The Roberts Court: The Struggle for the Constitution (6 page)

The city’s efforts to address the racial problems in its schools without intervention by a federal court ironically would work against it when the Roberts Court, two decades later, on that December morning, heard arguments in the case against the city’s school district.

With busing came white and middle-class flight from the public schools. By the 1980s, the baby boom had peaked, which contributed to declining public school enrollments. Seattle closed ten elementary schools, two middle schools, and two high schools. One of the two high schools was Queen Anne High School, and therein was the root of the problem for parents like Kathleen Brose and Jill Kurfirst. Queen Anne High School was considered the neighborhood school for Magnolia and Queen Anne residents—and it no longer existed.

Throughout the 1980s and the 1990s, the school district tinkered with its busing plan, introducing and expanding a “controlled choice” plan in
which parents could choose from a cluster of schools and applicants who could contribute to a school’s racial diversity were given priority.

In 1995, the man whose vision drew David Engle across the lake to Ballard High School became superintendent. As superintendent, John Stanford, an African American, decided to end mandatory busing. He had two goals: achieve diversity in the public schools and bring back middle-class families.

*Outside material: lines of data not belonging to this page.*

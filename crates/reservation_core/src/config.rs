//! Store configuration.
//!
//! Defaults match the record keys used by existing installations, so a store
//! built with `Default` reads data written by any earlier context.

/// Record key holding the current identity.
pub const DEFAULT_IDENTITY_KEY: &str = "reservation-app-user";
/// Record key holding the reservation calendar.
pub const DEFAULT_RESERVATIONS_KEY: &str = "reservation-app-reservations";

/// Fixed record keys for both stores.
#[derive(Debug, Clone, PartialEq, Eq)]
pub struct StoreKeys {
    pub identity: String,
    pub reservations: String,
}

impl Default for StoreKeys {
    fn default() -> Self {
        Self {
            identity: DEFAULT_IDENTITY_KEY.to_string(),
            reservations: DEFAULT_RESERVATIONS_KEY.to_string(),
        }
    }
}

impl StoreKeys {
    pub fn session_config(&self) -> SessionStoreConfig {
        SessionStoreConfig {
            key: self.identity.clone(),
            ..SessionStoreConfig::default()
        }
    }

    pub fn reservation_config(&self) -> ReservationStoreConfig {
        ReservationStoreConfig {
            key: self.reservations.clone(),
        }
    }
}

#[derive(Debug, Clone, PartialEq, Eq)]
pub struct SessionStoreConfig {
    pub key: String,
    /// Reload the identity whenever another context rewrites it.
    ///
    /// Off by default: each context keeps the identity it started with.
    pub follow_external_changes: bool,
}

impl Default for SessionStoreConfig {
    fn default() -> Self {
        Self {
            key: DEFAULT_IDENTITY_KEY.to_string(),
            follow_external_changes: false,
        }
    }
}

#[derive(Debug, Clone, PartialEq, Eq)]
pub struct ReservationStoreConfig {
    pub key: String,
}

impl Default for ReservationStoreConfig {
    fn default() -> Self {
        Self {
            key: DEFAULT_RESERVATIONS_KEY.to_string(),
        }
    }
}
use reservation_core::config::DEFAULT_RESERVATIONS_KEY;
use reservation_core::{MemoryMedium, RecordChannel, ReservationEntry, ReservationStore, StorageMedium};
use std::sync::atomic::{AtomicUsize, Ordering};
use std::sync::Arc;

const DAY: &str = "2024-05-01";

fn store_over(medium: &MemoryMedium) -> ReservationStore {
    ReservationStore::new(RecordChannel::new(Arc::new(medium.open_context())))
}

fn entry(date: &str, slots: &[&str]) -> ReservationEntry {
    ReservationEntry {
        date: date.to_string(),
        slots: slots.iter().map(|slot| slot.to_string()).collect(),
    }
}

fn stored_entries(medium: &MemoryMedium) -> Vec<ReservationEntry> {
    let raw = medium.get_item(DEFAULT_RESERVATIONS_KEY).unwrap().unwrap();
    serde_json::from_str(&raw).unwrap()
}

#[test]
fn set_slots_sorts_and_deduplicates() {
    let medium = MemoryMedium::new();
    let store = store_over(&medium);

    store.set_slots(DAY, ["10:00", "09:00", "10:00"]);

    assert_eq!(store.get_for_date(DAY), ["09:00", "10:00"]);
    assert_eq!(stored_entries(&medium), vec![entry(DAY, &["09:00", "10:00"])]);
}

#[test]
fn set_slots_with_empty_date_is_ignored() {
    let medium = MemoryMedium::new();
    let store = store_over(&medium);

    store.set_slots("", ["09:00"]);

    assert!(store.list().is_empty());
    assert_eq!(medium.get_item(DEFAULT_RESERVATIONS_KEY).unwrap(), None);
    assert_eq!(store.revision(), 0);
}

#[test]
fn set_slots_with_no_slots_removes_the_date() {
    let medium = MemoryMedium::new();
    let store = store_over(&medium);
    store.set_slots(DAY, ["09:00"]);

    store.set_slots(DAY, Vec::<String>::new());

    assert!(store.list().is_empty());
    assert!(store.get_for_date(DAY).is_empty());
    assert!(stored_entries(&medium).is_empty());
}

#[test]
fn add_slots_unions_with_existing_slots() {
    let medium = MemoryMedium::new();
    let store = store_over(&medium);
    store.set_slots(DAY, ["10:00", "09:00", "10:00"]);

    store.add_slots(DAY, ["11:00"]);

    assert_eq!(store.get_for_date(DAY), ["09:00", "10:00", "11:00"]);
}

#[test]
fn repeated_add_slots_matches_single_set_of_union() {
    let medium = MemoryMedium::new();
    let added = store_over(&medium);
    added.add_slots(DAY, ["13:00", "09:00"]);
    added.add_slots(DAY, ["09:00", "11:00"]);
    added.add_slots(DAY, ["09:00", "11:00"]);

    let other = MemoryMedium::new();
    let set = store_over(&other);
    set.set_slots(DAY, ["13:00", "09:00", "11:00"]);

    assert_eq!(added.list(), set.list());
    assert_eq!(stored_entries(&medium), stored_entries(&other));
}

#[test]
fn removing_every_slot_removes_the_date() {
    let medium = MemoryMedium::new();
    let store = store_over(&medium);
    store.set_slots(DAY, ["09:00", "10:00", "11:00"]);
    store.set_slots("2024-05-02", ["08:00"]);

    store.remove_slot(DAY, "09:00");
    store.remove_slot(DAY, "10:00");
    assert_eq!(store.get_for_date(DAY), ["11:00"]);
    store.remove_slot(DAY, "11:00");

    assert_eq!(store.list(), vec![entry("2024-05-02", &["08:00"])]);
    assert_eq!(stored_entries(&medium), vec![entry("2024-05-02", &["08:00"])]);
}

#[test]
fn removing_absent_slot_or_date_is_a_noop() {
    let medium = MemoryMedium::new();
    let store = store_over(&medium);
    store.set_slots(DAY, ["09:00"]);

    store.remove_slot(DAY, "12:00");
    store.remove_slot(DAY, "12:00");
    store.remove_slot("2030-01-01", "09:00");

    assert_eq!(store.get_for_date(DAY), ["09:00"]);
    assert_eq!(stored_entries(&medium), vec![entry(DAY, &["09:00"])]);
}

#[test]
fn list_is_sorted_by_date_regardless_of_mutation_order() {
    let medium = MemoryMedium::new();
    let store = store_over(&medium);
    store.set_slots("2024-07-01", ["10:00"]);
    store.set_slots("2024-05-01", ["10:00"]);
    store.add_slots("2024-06-01", ["10:00"]);

    let dates: Vec<String> = store.list().into_iter().map(|entry| entry.date).collect();
    assert_eq!(dates, ["2024-05-01", "2024-06-01", "2024-07-01"]);

    let persisted: Vec<String> = stored_entries(&medium)
        .into_iter()
        .map(|entry| entry.date)
        .collect();
    assert_eq!(persisted, dates);
}

#[test]
fn returned_collections_are_copies() {
    let medium = MemoryMedium::new();
    let store = store_over(&medium);
    store.set_slots(DAY, ["09:00"]);

    let mut slots = store.get_for_date(DAY);
    slots.push("23:00".to_string());
    let mut listed = store.list();
    listed[0].slots.clear();

    assert_eq!(store.get_for_date(DAY), ["09:00"]);
}

#[test]
fn fresh_store_reproduces_persisted_calendar() {
    let medium = MemoryMedium::new();
    let original = store_over(&medium);
    original.set_slots("2024-05-03", ["15:00", "09:30"]);
    original.add_slots("2024-05-01", ["08:00"]);
    original.add_slots("2024-05-01", ["07:00"]);

    let reloaded = store_over(&medium);
    assert_eq!(reloaded.list(), original.list());
}

#[test]
fn malformed_record_yields_empty_calendar() {
    let medium = MemoryMedium::new();
    medium
        .set_item(DEFAULT_RESERVATIONS_KEY, "{\"date\":\"2024-05-01\"}")
        .unwrap();

    let store = store_over(&medium);
    assert!(store.list().is_empty());

    store.set_slots(DAY, ["09:00"]);
    assert_eq!(stored_entries(&medium), vec![entry(DAY, &["09:00"])]);
}

#[test]
fn loaded_records_are_normalized() {
    let medium = MemoryMedium::new();
    medium
        .set_item(
            DEFAULT_RESERVATIONS_KEY,
            r#"[{"date":"2024-05-02","slots":["10:00","09:00","10:00"]},{"date":"2024-05-01","slots":[]}]"#,
        )
        .unwrap();

    let store = store_over(&medium);
    assert_eq!(store.list(), vec![entry("2024-05-02", &["09:00", "10:00"])]);
}

#[test]
fn listeners_fire_after_each_mutation() {
    let medium = MemoryMedium::new();
    let store = store_over(&medium);
    let hits = Arc::new(AtomicUsize::new(0));
    let counter = Arc::clone(&hits);
    store.on_change(Arc::new(move || {
        counter.fetch_add(1, Ordering::SeqCst);
    }));

    store.set_slots(DAY, ["09:00"]);
    store.add_slots(DAY, ["10:00"]);
    store.remove_slot(DAY, "09:00");
    store.remove_slot("2030-01-01", "09:00");

    assert_eq!(hits.load(Ordering::SeqCst), 3);
    assert_eq!(store.revision(), 3);
}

Stanford ended mandatory busing and moved the district to the “open choice” plan. He and Joseph Olchefske, who was the district’s chief financial officer under Stanford and who succeeded Stanford after Stanford’s death from cancer, knew that minority and low-income parents wanted the same thing as white parents—schools near home—and that kids who had been bused to the north were likely to choose schools in the city’s south, concentrating the highest needs populations in schools with no offset for the change in quality and resources for their education. They devised a new form of budgeting—backpack budgeting—where the district’s money is attached to the student.

“Sure enough, exactly according to plan, there was this big migration of kids, of enrollment, from north to south,” recalled Olchefske. “They took their money with them. And schools in the south started swelling in enrollments and schools in the north started shrinking in enrollments.”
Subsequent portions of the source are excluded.